__Problem requirements__
Return the run of lines below that opens with the line containing "Returns the time" and closes with the line containing "let deadline = Instant::now().checked_add(timeout);", keeping each one exact.

__Source records__

// Copyright 2024 The ChromiumOS Authors
// Use of this source code is governed by a BSD-style license that can be
// found in the LICENSE file.

//! Syncpoints, the hardware completion counters of the VI.
//!
//! A syncpoint has two values: `min`, the number of increments the hardware has performed, and
//! `max`, the number of increments software has asked for so far. Software reserves increments
//! with [`SyncpointPool::incr_max`], programs the hardware to perform them, and waits for `min`
//! to reach the returned threshold. All comparisons are wrap-aware.

use std::sync::Condvar;
use std::sync::Mutex;
use std::sync::MutexGuard;
use std::sync::PoisonError;
use std::time::Duration;
use std::time::Instant;

use thiserror::Error;

use crate::regs::TEGRA_CSI_BLOCKS;

/// Maximum number of syncpoints in a pool. Ids are encoded on 8 bits in the increment registers.
pub const MAX_SYNCPOINTS: usize = 256;

#[derive(Debug, Error, PartialEq, Eq)]
pub enum SyncpointError {
    #[error("no free syncpoint left")]
    Exhausted,
    #[error("timed out waiting for syncpoint {id} to reach {threshold} (currently {current})")]
    Timeout {
        id: u32,
        threshold: u32,
        current: u32,
    },
}

/// Id of a syncpoint allocated from a [`SyncpointPool`].
#[derive(Debug, Clone, Copy, PartialEq, Eq, PartialOrd, Ord, Hash)]
pub struct SyncpointId(u32);

impl SyncpointId {
    #[cfg(feature = "sim")]
    pub(crate) fn from_raw(raw: u32) -> Self {
        Self(raw)
    }

    /// Value to program into the hardware.
    pub fn raw(self) -> u32 {
        self.0
    }

    fn index(self) -> usize {
        self.0 as usize
    }
}

/// Returns the current time of the raw monotonic clock, which is not subject to NTP
/// adjustments.
pub fn monotonic_raw() -> Duration {
    // SAFETY: all-zeroes is a valid `timespec`.
    let mut ts: libc::timespec = unsafe { std::mem::zeroed() };
    // SAFETY: `ts` is a valid timespec that outlives the call.
    if unsafe { libc::clock_gettime(libc::CLOCK_MONOTONIC_RAW, &mut ts) } < 0 {
        return Duration::ZERO;
    }
    Duration::new(ts.tv_sec as u64, ts.tv_nsec as u32)
}

/// Returns whether `value` has reached `threshold`, assuming both are less than half the
/// counter range apart.
pub fn threshold_reached(value: u32, threshold: u32) -> bool {
    (value.wrapping_sub(threshold) as i32) >= 0
}

#[derive(Debug, Default)]
struct Syncpoint {
    allocated: bool,
    min: u32,
    max: u32,
    /// Time of the last hardware increment.
    timestamp: Duration,
}

/// Set of syncpoints shared by the VI channels and the hardware that increments them.
pub struct SyncpointPool {
    syncpts: Mutex<Vec<Syncpoint>>,
    /// Signaled on every change of a `min` value.
    cond: Condvar,
}

impl SyncpointPool {
    /// Creates a pool of `count` syncpoints. Id 0 is reserved, so `count - 1` of them can be
    /// allocated.
    pub fn new(count: usize) -> Self {
        let count = count.clamp(1, MAX_SYNCPOINTS);
        let mut syncpts: Vec<Syncpoint> = Vec::with_capacity(count);
        syncpts.resize_with(count, Default::default);
        // Id 0 is never handed out.
        syncpts[0].allocated = true;

        Self {
            syncpts: Mutex::new(syncpts),
            cond: Condvar::new(),
        }
    }

    fn lock(&self) -> MutexGuard<Vec<Syncpoint>> {
        self.syncpts.lock().unwrap_or_else(PoisonError::into_inner)
    }

    /// Allocates a free syncpoint.
    pub fn alloc(&self) -> Result<SyncpointId, SyncpointError> {
        let mut syncpts = self.lock();
        let (index, syncpt) = syncpts
            .iter_mut()
            .enumerate()
            .find(|(_, s)| !s.allocated)
            .ok_or(SyncpointError::Exhausted)?;
        syncpt.allocated = true;
        log::trace!("allocated syncpoint {}", index);
        Ok(SyncpointId(index as u32))
    }

    /// Returns `id` to the pool.
    pub fn put(&self, id: SyncpointId) {
        let mut syncpts = self.lock();
        if let Some(syncpt) = syncpts.get_mut(id.index()) {
            if !syncpt.allocated {
                log::warn!("syncpoint {} released twice", id.raw());
            }
            syncpt.allocated = false;
        }
    }

    /// Returns the number of syncpoints that can still be allocated.
    pub fn available(&self) -> usize {
        self.lock().iter().filter(|s| !s.allocated).count()
    }

    /// Reserves `incrs` increments on `id` and returns the value `min` will have once they are
    /// performed.
    pub fn incr_max(&self, id: SyncpointId, incrs: u32) -> u32 {
        let mut syncpts = self.lock();
        let syncpt = &mut syncpts[id.index()];
        syncpt.max = syncpt.max.wrapping_add(incrs);
        syncpt.max
    }

    pub fn read_min(&self, id: SyncpointId) -> u32 {
        self.lock()[id.index()].min
    }

    pub fn read_max(&self, id: SyncpointId) -> u32 {
        self.lock()[id.index()].max
    }

    /// Performs one increment of `id`, as the hardware does when a condition it was armed on is
    /// raised.
    pub fn cpu_incr(&self, id: SyncpointId) {
        let mut syncpts = self.lock();
        let syncpt = &mut syncpts[id.index()];
        syncpt.min = syncpt.min.wrapping_add(1);
        syncpt.timestamp = monotonic_raw();
        log::trace!("syncpoint {} incremented to {}", id.raw(), syncpt.min);
        drop(syncpts);
        self.cond.notify_all();
    }

    /// Discards all pending increments of `id` by moving `min` up to `max`. Returns the new value.
    pub fn set_min_eq_max(&self, id: SyncpointId) -> u32 {
        let mut syncpts = self.lock();
        let syncpt = &mut syncpts[id.index()];
        syncpt.min = syncpt.max;
        let value = syncpt.min;
        drop(syncpts);
        self.cond.notify_all();
        value
    }

    /// Waits for `min` of `id` to reach `threshold`, for at most `timeout`.
    ///
    /// Returns the time of the last increment of the syncpoint on success. A `timeout` too large
    /// to be represented as a deadline waits forever.
    pub fn wait_timeout(
        &self,
        id: SyncpointId,
        threshold: u32,
        timeout: Duration,
    ) -> Result<Duration, SyncpointError> {
        let deadline = Instant::now().checked_add(timeout);
        let mut syncpts = self.lock();
        loop {
            let syncpt = &syncpts[id.index()];
            if threshold_reached(syncpt.min, threshold) {
                return Ok(syncpt.timestamp);
            }

            let Some(deadline) = deadline else {
                syncpts = self
                    .cond
                    .wait(syncpts)
                    .unwrap_or_else(PoisonError::into_inner);
                continue;
            };

            let now = Instant::now();
            if now >= deadline {
                return Err(SyncpointError::Timeout {
                    id: id.raw(),
                    threshold,
                    current: syncpt.min,
                });
            }

            syncpts = self
                .cond
                .wait_timeout(syncpts, deadline - now)
                .unwrap_or_else(PoisonError::into_inner)
                .0;
        }
    }
}

/// Hardware event a syncpoint of a channel port is armed on.
#[derive(Debug, Clone, Copy, PartialEq, Eq)]
pub enum SyncptEvent {
    FrameStart = 0,
    MwAckDone = 1,
}

/// Number of increments still queued in the hardware syncpoint FIFO from before a reset, per
/// port and event.
///
/// While an event has credit, arming it again would overflow the FIFO: the increment reserved for
/// the next frame is provided by one of the queued ones instead.
#[derive(Debug, Default, Clone, Copy, PartialEq, Eq)]
pub struct SyncptFifo {
    credit: [[u32; 2]; TEGRA_CSI_BLOCKS],
}

impl SyncptFifo {
    /// Consumes one credit of `event` on port `index`. Returns `true` if there was one, in which
    /// case the event must not be armed.
    pub fn take(&mut self, index: usize, event: SyncptEvent) -> bool {
        let credit = &mut self.credit[index][event as usize];
        if *credit == 0 {
            return false;
        }
        *credit -= 1;
        true
    }

    /// Records that the FIFO of `event` on port `index` is full.
    pub fn bank(&mut self, index: usize, event: SyncptEvent, depth: u32) {
        self.credit[index][event as usize] = depth;
    }

    pub fn credit(&self, index: usize, event: SyncptEvent) -> u32 {
        self.credit[index][event as usize]
    }

    /// Forgets all credit, once the VI has been powered off.
    pub fn clear(&mut self) {
        *self = Default::default();
    }
}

__Reply__
    /// Returns the time of the last increment of the syncpoint on success. A `timeout` too large
    /// to be represented as a deadline waits forever.
    pub fn wait_timeout(
        &self,
        id: SyncpointId,
        threshold: u32,
        timeout: Duration,
    ) -> Result<Duration, SyncpointError> {
        let deadline = Instant::now().checked_add(timeout);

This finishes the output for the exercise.